- **Task description**: Select every line containing the word "authorize" from the material, and copy those lines.

Given data Start Marker

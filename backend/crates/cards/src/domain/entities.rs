//! Card entity

use chrono::NaiveDate;
use rust_decimal::Decimal;

use super::value_objects::{CardNumber, CardStatus};

/// A bank card tied to exactly one owning user
#[derive(Debug, Clone)]
pub struct Card {
    pub id: i64,
    pub number: CardNumber,
    /// Printed cardholder name, independent of the owning account
    pub owner_name: String,
    pub expiration_date: NaiveDate,
    pub status: CardStatus,
    pub balance: Decimal,
    pub user_id: i64,
    /// Username of the owning account, joined from the users table
    pub owner_username: String,
}

impl Card {
    pub fn is_owned_by(&self, username: &str) -> bool {
        self.owner_username == username
    }
}

/// Data for a card that has not been persisted yet
#[derive(Debug, Clone)]
pub struct NewCard {
    pub number: CardNumber,
    pub owner_name: String,
    pub expiration_date: NaiveDate,
    pub status: CardStatus,
    pub balance: Decimal,
    pub user_id: i64,
}
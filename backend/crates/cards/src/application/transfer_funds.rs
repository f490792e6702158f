//! Transfer Funds Use Case
//!
//! Moves money between two cards the caller owns. The business checks
//! and both balance writes happen inside one repository transaction;
//! see `domain::services::plan_transfer` for the rule chain.

use std::sync::Arc;

use kernel::identity::Caller;
use rust_decimal::Decimal;

use crate::domain::policy::{CardAction, authorize};
use crate::domain::repository::CardRepository;
use crate::error::CardResult;

pub struct TransferFundsInput {
    pub from_card_id: i64,
    pub to_card_id: i64,
    pub amount: Decimal,
}

pub struct TransferFundsUseCase<R>
where
    R: CardRepository,
{
    card_repo: Arc<R>,
}

impl<R> TransferFundsUseCase<R>
where
    R: CardRepository,
{
    pub fn new(card_repo: Arc<R>) -> Self {
        Self { card_repo }
    }

    pub async fn execute(&self, caller: &Caller, input: TransferFundsInput) -> CardResult<()> {
        authorize(caller, CardAction::Transfer)?;

        self.card_repo
            .transfer(
                &caller.username,
                input.from_card_id,
                input.to_card_id,
                input.amount,
            )
            .await?;

        tracing::info!(
            from_card_id = input.from_card_id,
            to_card_id = input.to_card_id,
            amount = %input.amount,
            "Transfer completed"
        );

        Ok(())
    }
}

Given data End Marker

- **Solution below**:
use crate::domain::policy::{CardAction, authorize};
        authorize(caller, CardAction::Transfer)?;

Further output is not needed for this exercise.